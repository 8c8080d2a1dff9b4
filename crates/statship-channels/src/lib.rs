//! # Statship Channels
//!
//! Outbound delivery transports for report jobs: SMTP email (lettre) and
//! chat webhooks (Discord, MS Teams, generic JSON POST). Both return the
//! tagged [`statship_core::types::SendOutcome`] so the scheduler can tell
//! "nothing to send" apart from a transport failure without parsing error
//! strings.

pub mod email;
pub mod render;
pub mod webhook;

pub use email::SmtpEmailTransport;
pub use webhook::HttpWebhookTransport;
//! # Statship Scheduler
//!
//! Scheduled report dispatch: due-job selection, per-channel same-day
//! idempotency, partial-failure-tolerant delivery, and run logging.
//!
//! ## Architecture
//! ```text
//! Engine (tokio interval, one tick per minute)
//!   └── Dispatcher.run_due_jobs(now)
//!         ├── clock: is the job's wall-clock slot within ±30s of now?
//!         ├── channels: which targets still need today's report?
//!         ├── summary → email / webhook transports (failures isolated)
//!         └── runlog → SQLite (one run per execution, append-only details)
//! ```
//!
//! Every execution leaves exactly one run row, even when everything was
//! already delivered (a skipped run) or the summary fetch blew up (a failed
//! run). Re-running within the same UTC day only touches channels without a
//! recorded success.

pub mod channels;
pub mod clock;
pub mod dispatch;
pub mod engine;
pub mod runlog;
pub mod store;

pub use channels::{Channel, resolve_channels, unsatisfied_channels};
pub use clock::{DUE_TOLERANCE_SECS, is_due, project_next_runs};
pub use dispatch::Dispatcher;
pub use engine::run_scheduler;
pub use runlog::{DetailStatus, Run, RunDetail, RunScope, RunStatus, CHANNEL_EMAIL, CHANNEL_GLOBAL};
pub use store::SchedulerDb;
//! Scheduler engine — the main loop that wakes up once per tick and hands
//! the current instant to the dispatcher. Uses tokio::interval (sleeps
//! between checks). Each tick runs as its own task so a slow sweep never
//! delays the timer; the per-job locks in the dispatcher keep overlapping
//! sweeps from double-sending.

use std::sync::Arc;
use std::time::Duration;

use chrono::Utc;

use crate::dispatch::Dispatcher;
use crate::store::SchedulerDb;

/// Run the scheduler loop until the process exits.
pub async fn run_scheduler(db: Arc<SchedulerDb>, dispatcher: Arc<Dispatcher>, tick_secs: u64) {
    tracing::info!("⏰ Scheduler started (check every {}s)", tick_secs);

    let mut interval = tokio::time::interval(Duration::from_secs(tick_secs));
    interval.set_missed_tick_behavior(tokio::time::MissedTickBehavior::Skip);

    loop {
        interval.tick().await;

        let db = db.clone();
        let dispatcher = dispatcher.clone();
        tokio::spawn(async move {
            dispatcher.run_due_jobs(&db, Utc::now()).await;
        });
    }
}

○ ○ ○ ○ ○ ○ ○

(What this task involves) Take the listing above and repeat exactly the lines from the one containing "selection, per-channel same-day" through the one containing "let mut interval", both included.

(Task solution)
//! Scheduled report dispatch: due-job selection, per-channel same-day
//! idempotency, partial-failure-tolerant delivery, and run logging.
//!
//! ## Architecture
//! ```text
//! Engine (tokio interval, one tick per minute)
//!   └── Dispatcher.run_due_jobs(now)
//!         ├── clock: is the job's wall-clock slot within ±30s of now?
//!         ├── channels: which targets still need today's report?
//!         ├── summary → email / webhook transports (failures isolated)
//!         └── runlog → SQLite (one run per execution, append-only details)
//! ```
//!
//! Every execution leaves exactly one run row, even when everything was
//! already delivered (a skipped run) or the summary fetch blew up (a failed
//! run). Re-running within the same UTC day only touches channels without a
//! recorded success.

pub mod channels;
pub mod clock;
pub mod dispatch;
pub mod engine;
pub mod runlog;
pub mod store;

pub use channels::{Channel, resolve_channels, unsatisfied_channels};
pub use clock::{DUE_TOLERANCE_SECS, is_due, project_next_runs};
pub use dispatch::Dispatcher;
pub use engine::run_scheduler;
pub use runlog::{DetailStatus, Run, RunDetail, RunScope, RunStatus, CHANNEL_EMAIL, CHANNEL_GLOBAL};
pub use store::SchedulerDb;
//! Scheduler engine — the main loop that wakes up once per tick and hands
//! the current instant to the dispatcher. Uses tokio::interval (sleeps
//! between checks). Each tick runs as its own task so a slow sweep never
//! delays the timer; the per-job locks in the dispatcher keep overlapping
//! sweeps from double-sending.

use std::sync::Arc;
use std::time::Duration;

use chrono::Utc;

use crate::dispatch::Dispatcher;
use crate::store::SchedulerDb;

/// Run the scheduler loop until the process exits.
pub async fn run_scheduler(db: Arc<SchedulerDb>, dispatcher: Arc<Dispatcher>, tick_secs: u64) {
    tracing::info!("⏰ Scheduler started (check every {}s)", tick_secs);

    let mut interval = tokio::time::interval(Duration::from_secs(tick_secs));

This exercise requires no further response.